Stored items
============================================================

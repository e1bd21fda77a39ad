//! Benchmark harness
//!
//! Runs batches of random trials, hands every algorithm its own copy of the trial problem and
//! tallies how often the returned state passes the goal test.

use std::{
    fmt,
    time::{Duration, Instant},
};

use log::info;
use rand::{Rng, RngExt as _, SeedableRng, rngs::StdRng};

use crate::{
    Problem, PuzzleError,
    optim::{
        DEFAULT_RESTARTS, ExpSchedule, FirstChoiceOptimizer, LocalSearchOptimizer,
        RandomRestartOptimizer, SimulatedAnnealingOptimizer, SteepestAscentOptimizer,
    },
    problems::{EightPuzzle, NQueens},
};

/// Algorithms compared by the harness, in report order
#[derive(Debug, Clone, Copy, PartialEq, Eq)]
pub enum Algorithm {
    SteepestAscent,
    FirstChoice,
    RandomRestart,
    SimulatedAnnealing,
}

impl Algorithm {
    /// Every algorithm, in report order
    pub const ALL: [Algorithm; 4] = [
        Algorithm::SteepestAscent,
        Algorithm::FirstChoice,
        Algorithm::RandomRestart,
        Algorithm::SimulatedAnnealing,
    ];
}

impl fmt::Display for Algorithm {
    fn fmt(&self, f: &mut fmt::Formatter<'_>) -> fmt::Result {
        let name = match self {
            Algorithm::SteepestAscent => "Steepest Hill Climbing",
            Algorithm::FirstChoice => "First Hill Climbing",
            Algorithm::RandomRestart => "Random Restart Hill Climbing",
            Algorithm::SimulatedAnnealing => "Simulated Annealing",
        };
        f.write_str(name)
    }
}

/// Parameters of a benchmark batch
#[derive(Debug, Clone)]
pub struct BenchConfig {
    /// Number of random trials per puzzle type
    pub trials: usize,
    /// Climb budget of random-restart hill climbing
    pub restarts: usize,
    /// Board size of the N-Queens batch
    pub queens: usize,
    /// Cooling schedule of simulated annealing
    pub schedule: ExpSchedule,
    /// Seed of the batch generator. A fresh seed is drawn when `None`.
    pub seed: Option<u64>,
}

impl Default for BenchConfig {
    fn default() -> Self {
        Self {
            trials: 100,
            restarts: DEFAULT_RESTARTS,
            queens: 8,
            schedule: ExpSchedule::default(),
            seed: None,
        }
    }
}

impl BenchConfig {
    /// Set the number of trials per puzzle type
    pub fn with_trials(self, trials: usize) -> Self {
        Self { trials, ..self }
    }

    /// Set the climb budget of random restart
    pub fn with_restarts(self, restarts: usize) -> Self {
        Self { restarts, ..self }
    }

    /// Set the N-Queens board size
    pub fn with_queens(self, queens: usize) -> Self {
        Self { queens, ..self }
    }

    /// Set the annealing schedule
    pub fn with_schedule(self, schedule: ExpSchedule) -> Self {
        Self { schedule, ..self }
    }

    /// Fix the seed so the batch can be reproduced
    pub fn with_seed(self, seed: u64) -> Self {
        Self {
            seed: Some(seed),
            ..self
        }
    }

    /// Generator for a batch
    pub fn make_rng(&self) -> StdRng {
        let seed = self.seed.unwrap_or_else(|| rand::rng().random());
        StdRng::seed_from_u64(seed)
    }
}

/// Tally of one algorithm over a batch
#[derive(Debug, Clone, Copy, Default, PartialEq)]
pub struct AlgorithmReport {
    /// Trials whose returned state passed the goal test
    pub successes: usize,
    /// Trials whose returned state did not
    pub fails: usize,
    /// Wall time summed over all trials
    pub elapsed: Duration,
}

impl AlgorithmReport {
    fn record(&mut self, solved: bool, elapsed: Duration) {
        if solved {
            self.successes += 1;
        } else {
            self.fails += 1;
        }
        self.elapsed += elapsed;
    }
}

/// Result of a batch of trials on one puzzle type
#[derive(Debug, Clone, PartialEq)]
pub struct BatchReport {
    /// Puzzle description used in the report header, e.g. `8-puzzles`
    pub puzzle: String,
    /// Number of trials run
    pub trials: usize,
    /// Number of trial starts passing the solvability check, when the puzzle has one
    pub solvable: Option<usize>,
    /// One entry per algorithm, in [`Algorithm::ALL`] order
    pub algorithms: [(Algorithm, AlgorithmReport); 4],
}

impl BatchReport {
    fn new(puzzle: String, trials: usize) -> Self {
        Self {
            puzzle,
            trials,
            solvable: None,
            algorithms: Algorithm::ALL.map(|algorithm| (algorithm, AlgorithmReport::default())),
        }
    }

    /// Tally of `algorithm`
    pub fn get(&self, algorithm: Algorithm) -> &AlgorithmReport {
        &self.algorithms[algorithm as usize].1
    }
}

impl fmt::Display for BatchReport {
    fn fmt(&self, f: &mut fmt::Formatter<'_>) -> fmt::Result {
        writeln!(f, "Out of {} random {}", self.trials, self.puzzle)?;
        if let Some(solvable) = self.solvable {
            writeln!(f, "Solvable starts: {solvable}")?;
        }
        for (i, (algorithm, report)) in self.algorithms.iter().enumerate() {
            if i > 0 {
                writeln!(f)?;
            }
            writeln!(f, "{algorithm}")?;
            writeln!(f, "     Successes: {}", report.successes)?;
            writeln!(f, "     Fails: {}", report.fails)?;
            writeln!(f, "     Time Taken: {:.6}", report.elapsed.as_secs_f64())?;
        }
        Ok(())
    }
}

fn run_algorithm<P, R>(
    algorithm: Algorithm,
    config: &BenchConfig,
    problem: &mut P,
    rng: &mut R,
) -> P::State
where
    P: Problem,
    R: Rng + ?Sized,
{
    let (state, _) = match algorithm {
        Algorithm::SteepestAscent => SteepestAscentOptimizer::new().run(problem, rng),
        Algorithm::FirstChoice => FirstChoiceOptimizer::new().run(problem, rng),
        Algorithm::RandomRestart => RandomRestartOptimizer::new(config.restarts).run(problem, rng),
        Algorithm::SimulatedAnnealing => {
            SimulatedAnnealingOptimizer::new(config.schedule).run(problem, rng)
        }
    };
    state
}

// Each algorithm gets a fresh clone of `problem`, so restarts never leak between algorithms.
fn run_trial<P, R>(report: &mut BatchReport, config: &BenchConfig, problem: &P, rng: &mut R)
where
    P: Problem + Clone,
    R: Rng + ?Sized,
{
    for (algorithm, tally) in report.algorithms.iter_mut() {
        let mut instance = problem.clone();
        let start = Instant::now();
        let state = run_algorithm(*algorithm, config, &mut instance, rng);
        let elapsed = start.elapsed();
        tally.record(instance.goal_test(&state), elapsed);
    }
}

/// Run `config.trials` random 8-puzzles through every algorithm
///
/// - `on_trial` : invoked with the trial index once a trial is done
pub fn run_eight_puzzle_batch<R, F>(
    config: &BenchConfig,
    rng: &mut R,
    mut on_trial: F,
) -> BatchReport
where
    R: Rng + ?Sized,
    F: FnMut(usize),
{
    info!("running {} random 8-puzzles", config.trials);
    let mut report = BatchReport::new("8-puzzles".to_string(), config.trials);
    let mut solvable = 0;
    for trial in 0..config.trials {
        let puzzle = EightPuzzle::random(rng);
        if puzzle.check_solvability(puzzle.initial()) {
            solvable += 1;
        }
        run_trial(&mut report, config, &puzzle, rng);
        on_trial(trial);
    }
    report.solvable = Some(solvable);
    info!("8-puzzle batch done");
    report
}

/// Run `config.trials` N-Queens problems, each starting from the empty board,
/// through every algorithm
///
/// - `on_trial` : invoked with the trial index once a trial is done
pub fn run_n_queens_batch<R, F>(
    config: &BenchConfig,
    rng: &mut R,
    mut on_trial: F,
) -> Result<BatchReport, PuzzleError>
where
    R: Rng + ?Sized,
    F: FnMut(usize),
{
    info!("running {} {}-queens problems", config.trials, config.queens);
    let problem = NQueens::new(config.queens)?;
    let mut report = BatchReport::new(format!("{}-queens", config.queens), config.trials);
    for trial in 0..config.trials {
        run_trial(&mut report, config, &problem, rng);
        on_trial(trial);
    }
    info!("{}-queens batch done", config.queens);
    Ok(report)
}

============================================================

Compute the number of lines in the entries above that hold the word "BenchConfig"; the answer must contain nothing else.

WRITTEN RESPONSE = 7